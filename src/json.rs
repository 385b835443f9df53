use serde::Serialize;
use serde_json::{json, Value};

use crate::error::{Position, TimeError};
use crate::units::UnitRegistry;
use crate::validate::ValidationError;

/// JSON formatting style.
#[derive(Clone, Copy)]
pub enum JsonStyle {
    /// Compact: no whitespace between tokens.
    Compact,
    /// Pretty: 2-space indented, one entry per line.
    Pretty,
}

/// Serialize anything serde can, in the given style.
pub fn to_json<T: Serialize + ?Sized>(value: &T, style: JsonStyle) -> Result<String, TimeError> {
    let result = match style {
        JsonStyle::Compact => serde_json::to_string(value),
        JsonStyle::Pretty => serde_json::to_string_pretty(value),
    };
    result.map_err(|err| TimeError::InvalidInput(format!("Cannot write JSON: {}", err)))
}

/// Every unit and alias name as a JSON array.
pub fn units_to_json(registry: &UnitRegistry, style: JsonStyle) -> Result<String, TimeError> {
    to_json(&registry.all(), style)
}

/// An error as `{"code", "message"}`, plus `begin`/`end` positions in
/// `source` for template errors.
pub fn error_to_value(err: &TimeError, source: &str) -> Value {
    let mut value = json!({
        "code": err.code(),
        "message": err.to_string(),
    });
    if let Some((start, end)) = err.span() {
        value["begin"] = position_to_value(Position::locate(source, start));
        value["end"] = position_to_value(Position::locate(source, end));
    }
    value
}

fn position_to_value(pos: Position) -> Value {
    json!({ "line": pos.line, "column": pos.column, "offset": pos.offset })
}

pub fn validation_errors_to_json(errors: &[ValidationError]) -> Result<String, TimeError> {
    let values: Vec<Value> = errors
        .iter()
        .map(|e| {
            json!({
                "code": e.code,
                "message": e.message,
                "reference": e.reference,
                "index": e.index,
            })
        })
        .collect();
    to_json(&values, JsonStyle::Compact)
}
use thiserror::Error;

/// A 0-based position in the source text.
#[derive(Debug, Clone, Copy, PartialEq)]
pub struct Position {
    /// 0-based line number
    pub line: usize,
    /// 0-based column (character offset within the line)
    pub column: usize,
    /// 0-based absolute byte offset from the start of input
    pub offset: usize,
}

impl Position {
    /// Locate a byte offset in `input`. Offsets past the end clamp to the end.
    pub fn locate(input: &str, offset: usize) -> Self {
        let mut offset = offset.min(input.len());
        while !input.is_char_boundary(offset) {
            offset -= 1;
        }
        let consumed = &input[..offset];
        let line = consumed.matches('\n').count();
        let last_newline = consumed.rfind('\n').map(|i| i + 1).unwrap_or(0);
        let column = consumed[last_newline..].chars().count();
        Position {
            line,
            column,
            offset,
        }
    }
}

/// Every failure the crate reports.
///
/// "No match" is deliberately absent: `Format::captures` returns an empty
/// mapping instead.
#[derive(Debug, Clone, PartialEq, Error)]
pub enum TimeError {
    #[error("Invalid input: {0}")]
    InvalidInput(String),

    /// A template that cannot be compiled. `start..end` is a byte span in
    /// the template source (or in the token offsets, for pre-tokenized input).
    #[error("{message}")]
    MalformedTemplate {
        message: String,
        start: usize,
        end: usize,
    },

    #[error("Unknown unit \"{0}\"")]
    UnknownUnit(String),

    #[error("Invalid unit \"{name}\": {reason}")]
    InvalidUnit { name: String, reason: String },
}

impl TimeError {
    pub fn malformed(message: impl Into<String>, start: usize, end: usize) -> Self {
        TimeError::MalformedTemplate {
            message: message.into(),
            start,
            end,
        }
    }

    pub fn invalid_unit(name: &str, reason: impl Into<String>) -> Self {
        TimeError::InvalidUnit {
            name: name.to_string(),
            reason: reason.into(),
        }
    }

    /// Stable machine-readable code for this error.
    pub fn code(&self) -> &'static str {
        match self {
            TimeError::InvalidInput(_) => "invalid-input",
            TimeError::MalformedTemplate { .. } => "template-syntax-error",
            TimeError::UnknownUnit(_) => "unknown-unit",
            TimeError::InvalidUnit { .. } => "invalid-unit",
        }
    }

    /// The byte span of a template error, if this is one.
    pub fn span(&self) -> Option<(usize, usize)> {
        match self {
            TimeError::MalformedTemplate { start, end, .. } => Some((*start, *end)),
            _ => None,
        }
    }
}

#[cfg(test)]
mod tests {
    use super::*;

    #[test]
    fn locate_first_line() {
        let pos = Position::locate("abc{x}", 3);
        assert_eq!(pos.line, 0);
        assert_eq!(pos.column, 3);
        assert_eq!(pos.offset, 3);
    }

    #[test]
    fn locate_after_newline() {
        let pos = Position::locate("ab\ncd{", 5);
        assert_eq!(pos.line, 1);
        assert_eq!(pos.column, 2);
    }

    #[test]
    fn locate_clamps_past_end() {
        let pos = Position::locate("ab", 10);
        assert_eq!(pos.offset, 2);
        assert_eq!(pos.column, 2);
    }

    #[test]
    fn codes_are_stable() {
        assert_eq!(TimeError::malformed("x", 0, 1).code(), "template-syntax-error");
        assert_eq!(TimeError::UnknownUnit("fortnight".into()).code(), "unknown-unit");
        assert_eq!(
            TimeError::invalid_unit("millisecond", "already defined").to_string(),
            "Invalid unit \"millisecond\": already defined"
        );
    }
}
//! Time units: a forest rooted at `millisecond`, where every other unit is
//! a scale of exactly one already-registered unit.

use std::collections::HashMap;

use serde::{Deserialize, Serialize};
use tracing::debug;

use crate::error::TimeError;

/// The only unit without a base.
pub const ROOT_UNIT: &str = "millisecond";

/// Units every default registry starts with: name, base, scale, aliases.
const BUILTIN_UNITS: &[(&str, &str, f64, &[&str])] = &[
    ("second", ROOT_UNIT, 1000.0, &["s", "sec", "secs", "seconds"]),
    ("minute", "second", 60.0, &["min", "mins", "minutes"]),
    ("hour", "minute", 60.0, &["h", "hr", "hrs", "hours"]),
    ("day", "hour", 24.0, &["d", "days"]),
];

/// A registered unit: `scale` of its `base`. Returned by value, so
/// callers never hold a reference into the registry.
#[derive(Debug, Clone, PartialEq, Serialize, Deserialize)]
pub struct Unit {
    pub base: Option<String>,
    pub scale: f64,
}

/// A new unit. `base` defaults to the root unit.
#[derive(Debug, Clone, PartialEq, Default, Serialize, Deserialize)]
pub struct UnitDefinition {
    pub name: String,
    #[serde(default, skip_serializing_if = "Option::is_none")]
    pub base: Option<String>,
    pub scale: f64,
    #[serde(default, skip_serializing_if = "Option::is_none")]
    pub alias: Option<String>,
    #[serde(default, skip_serializing_if = "Vec::is_empty")]
    pub aliases: Vec<String>,
}

impl UnitDefinition {
    pub fn new(name: impl Into<String>, scale: f64) -> Self {
        UnitDefinition {
            name: name.into(),
            scale,
            ..Default::default()
        }
    }

    pub fn with_base(mut self, base: impl Into<String>) -> Self {
        self.base = Some(base.into());
        self
    }

    pub fn with_alias(mut self, alias: impl Into<String>) -> Self {
        self.aliases.push(alias.into());
        self
    }
}

/// Changes to an existing unit. Fields left `None` are kept.
#[derive(Debug, Clone, PartialEq, Default, Serialize, Deserialize)]
pub struct UnitUpdate {
    pub name: String,
    #[serde(default)]
    pub base: Option<String>,
    #[serde(default)]
    pub scale: Option<f64>,
    #[serde(default)]
    pub alias: Option<String>,
    #[serde(default)]
    pub aliases: Vec<String>,
}

/// Registry of time units and their aliases.
///
/// Mutation takes `&mut self`; to share a registry between threads, wrap it
/// in a `RwLock` so writers are serialized and readers share.
#[derive(Debug, Clone)]
pub struct UnitRegistry {
    units: HashMap<String, Unit>,
    /// alias -> canonical unit name
    aliases: HashMap<String, String>,
}

impl UnitRegistry {
    /// A registry holding only the root unit.
    pub fn new() -> Self {
        let mut units = HashMap::new();
        units.insert(
            ROOT_UNIT.to_string(),
            Unit {
                base: None,
                scale: 1.0,
            },
        );
        UnitRegistry {
            units,
            aliases: HashMap::new(),
        }
    }

    /// Resolve a unit or alias to the canonical unit name.
    pub fn canonical(&self, name: &str) -> Option<&str> {
        if let Some((key, _)) = self.units.get_key_value(name) {
            return Some(key.as_str());
        }
        self.aliases.get(name).map(String::as_str)
    }

    pub fn exists(&self, name: &str) -> bool {
        self.units.contains_key(name) || self.aliases.contains_key(name)
    }

    /// A copy of a unit's entry. Aliases resolve to their unit.
    pub fn unit(&self, name: &str) -> Result<Unit, TimeError> {
        self.canonical(name)
            .and_then(|canonical| self.units.get(canonical))
            .cloned()
            .ok_or_else(|| TimeError::UnknownUnit(name.to_string()))
    }

    /// Every unit and alias name, sorted.
    pub fn all(&self) -> Vec<String> {
        let mut names: Vec<String> = self
            .units
            .keys()
            .chain(self.aliases.keys())
            .cloned()
            .collect();
        names.sort_unstable();
        names
    }

    /// Register a new unit, then its aliases.
    pub fn define(&mut self, definition: UnitDefinition) -> Result<(), TimeError> {
        let UnitDefinition {
            name,
            base,
            scale,
            alias,
            aliases,
        } = definition;

        if name.is_empty() || starts_with_digit(&name) {
            return Err(TimeError::invalid_unit(
                &name,
                "names must be non-empty and not start with a digit",
            ));
        }
        if self.exists(&name) {
            return Err(TimeError::invalid_unit(&name, "already defined"));
        }
        check_scale(&name, scale)?;

        let base_name = base.as_deref().unwrap_or(ROOT_UNIT);
        let base = self
            .canonical(base_name)
            .ok_or_else(|| {
                TimeError::invalid_unit(&name, format!("base unit \"{}\" is not defined", base_name))
            })?
            .to_string();
        // Units left behind by `trash` may still name `name` as their base
        if self.chain_contains(&base, &name) {
            return Err(TimeError::invalid_unit(
                &name,
                format!("basing it on \"{}\" would create a cycle", base),
            ));
        }

        debug!(unit = %name, base = %base, scale, "defined unit");
        self.units.insert(
            name.clone(),
            Unit {
                base: Some(base),
                scale,
            },
        );
        self.alias(&name, alias.into_iter().chain(aliases))?;
        Ok(())
    }

    /// Add aliases for an existing unit (or for the unit an alias names).
    ///
    /// Candidates that are empty, start with a digit, or are already taken
    /// are skipped. Returns the aliases that were added.
    pub fn alias<I, S>(&mut self, name: &str, candidates: I) -> Result<Vec<String>, TimeError>
    where
        I: IntoIterator<Item = S>,
        S: AsRef<str>,
    {
        let canonical = self
            .canonical(name)
            .ok_or_else(|| TimeError::UnknownUnit(name.to_string()))?
            .to_string();

        let mut accepted = Vec::new();
        for candidate in candidates {
            let candidate = candidate.as_ref();
            if candidate.is_empty() || starts_with_digit(candidate) || self.exists(candidate) {
                debug!(alias = candidate, unit = %canonical, "alias skipped");
                continue;
            }
            self.aliases
                .insert(candidate.to_string(), canonical.clone());
            accepted.push(candidate.to_string());
        }
        Ok(accepted)
    }

    /// Change an existing unit's base or scale and add aliases. A failed
    /// update changes nothing.
    pub fn update(&mut self, update: UnitUpdate) -> Result<(), TimeError> {
        let name = self
            .canonical(&update.name)
            .ok_or_else(|| TimeError::UnknownUnit(update.name.clone()))?
            .to_string();
        let mut unit = self.unit(&name)?;

        if name == ROOT_UNIT && (update.base.is_some() || update.scale.is_some()) {
            return Err(TimeError::invalid_unit(
                &name,
                "the root unit's base and scale are fixed",
            ));
        }

        if let Some(scale) = update.scale {
            check_scale(&name, scale)?;
            unit.scale = scale;
        }

        if let Some(base_name) = &update.base {
            let base = self
                .canonical(base_name)
                .ok_or_else(|| {
                    TimeError::invalid_unit(
                        &name,
                        format!("base unit \"{}\" is not defined", base_name),
                    )
                })?
                .to_string();
            if self.chain_contains(&base, &name) {
                return Err(TimeError::invalid_unit(
                    &name,
                    format!("basing it on \"{}\" would create a cycle", base),
                ));
            }
            unit.base = Some(base);
        }

        debug!(unit = %name, base = ?unit.base, scale = unit.scale, "updated unit");
        self.units.insert(name.clone(), unit);
        self.alias(&name, update.alias.into_iter().chain(update.aliases))?;
        Ok(())
    }

    /// Remove a unit together with its aliases, or a single alias. The root
    /// unit and unknown names are left alone. Units based on a removed unit
    /// stay registered but no longer convert.
    pub fn trash(&mut self, name: &str) {
        if name == ROOT_UNIT {
            return;
        }
        if self.aliases.remove(name).is_some() {
            debug!(alias = name, "trashed alias");
            return;
        }
        if self.units.remove(name).is_some() {
            self.aliases.retain(|_, target| target != name);
            debug!(unit = name, "trashed unit");
        }
    }

    /// Convert `value` from one unit to another.
    pub fn convert(&self, value: f64, from: &str, to: &str) -> Result<f64, TimeError> {
        let numerator = self.scale_to_root(from)?;
        let divisor = self.scale_to_root(to)?;
        Ok(value * numerator / divisor)
    }

    /// Product of the scales along `name`'s base chain, i.e. how many root
    /// units one `name` is.
    pub fn scale_to_root(&self, name: &str) -> Result<f64, TimeError> {
        let mut current = self
            .canonical(name)
            .ok_or_else(|| TimeError::UnknownUnit(name.to_string()))?;
        let mut factor = 1.0;

        // A chain longer than the registry has revisited a unit
        for _ in 0..=self.units.len() {
            let unit = self
                .units
                .get(current)
                .ok_or_else(|| TimeError::UnknownUnit(current.to_string()))?;
            factor *= unit.scale;
            match &unit.base {
                Some(base) => current = base.as_str(),
                None => return Ok(factor),
            }
        }

        Err(TimeError::invalid_unit(name, "base chain forms a cycle"))
    }

    /// Whether `target` appears on the base chain starting at `start`
    /// (including `start` itself).
    fn chain_contains(&self, start: &str, target: &str) -> bool {
        let mut current = start;
        for _ in 0..=self.units.len() {
            if current == target {
                return true;
            }
            match self.units.get(current).and_then(|u| u.base.as_deref()) {
                Some(base) => current = base,
                None => return false,
            }
        }
        true
    }
}

impl Default for UnitRegistry {
    /// The root plus second, minute, hour and day with their common aliases.
    fn default() -> Self {
        let mut registry = UnitRegistry::new();
        for (name, base, scale, aliases) in BUILTIN_UNITS {
            registry.units.insert(
                name.to_string(),
                Unit {
                    base: Some(base.to_string()),
                    scale: *scale,
                },
            );
            for alias in *aliases {
                registry
                    .aliases
                    .insert(alias.to_string(), name.to_string());
            }
        }
        registry
    }
}

fn starts_with_digit(name: &str) -> bool {
    name.chars().next().is_some_and(|c| c.is_ascii_digit())
}

fn check_scale(name: &str, scale: f64) -> Result<(), TimeError> {
    if !scale.is_finite() || scale == 0.0 {
        return Err(TimeError::invalid_unit(
            name,
            format!("scale must be a finite, non-zero number (got {})", scale),
        ));
    }
    Ok(())
}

WHAT IS EXPECTED
Lines holding the string "only" must be copied out of the entries above.

RESULT OF THE TASK
/// The only unit without a base.
    /// A registry holding only the root unit.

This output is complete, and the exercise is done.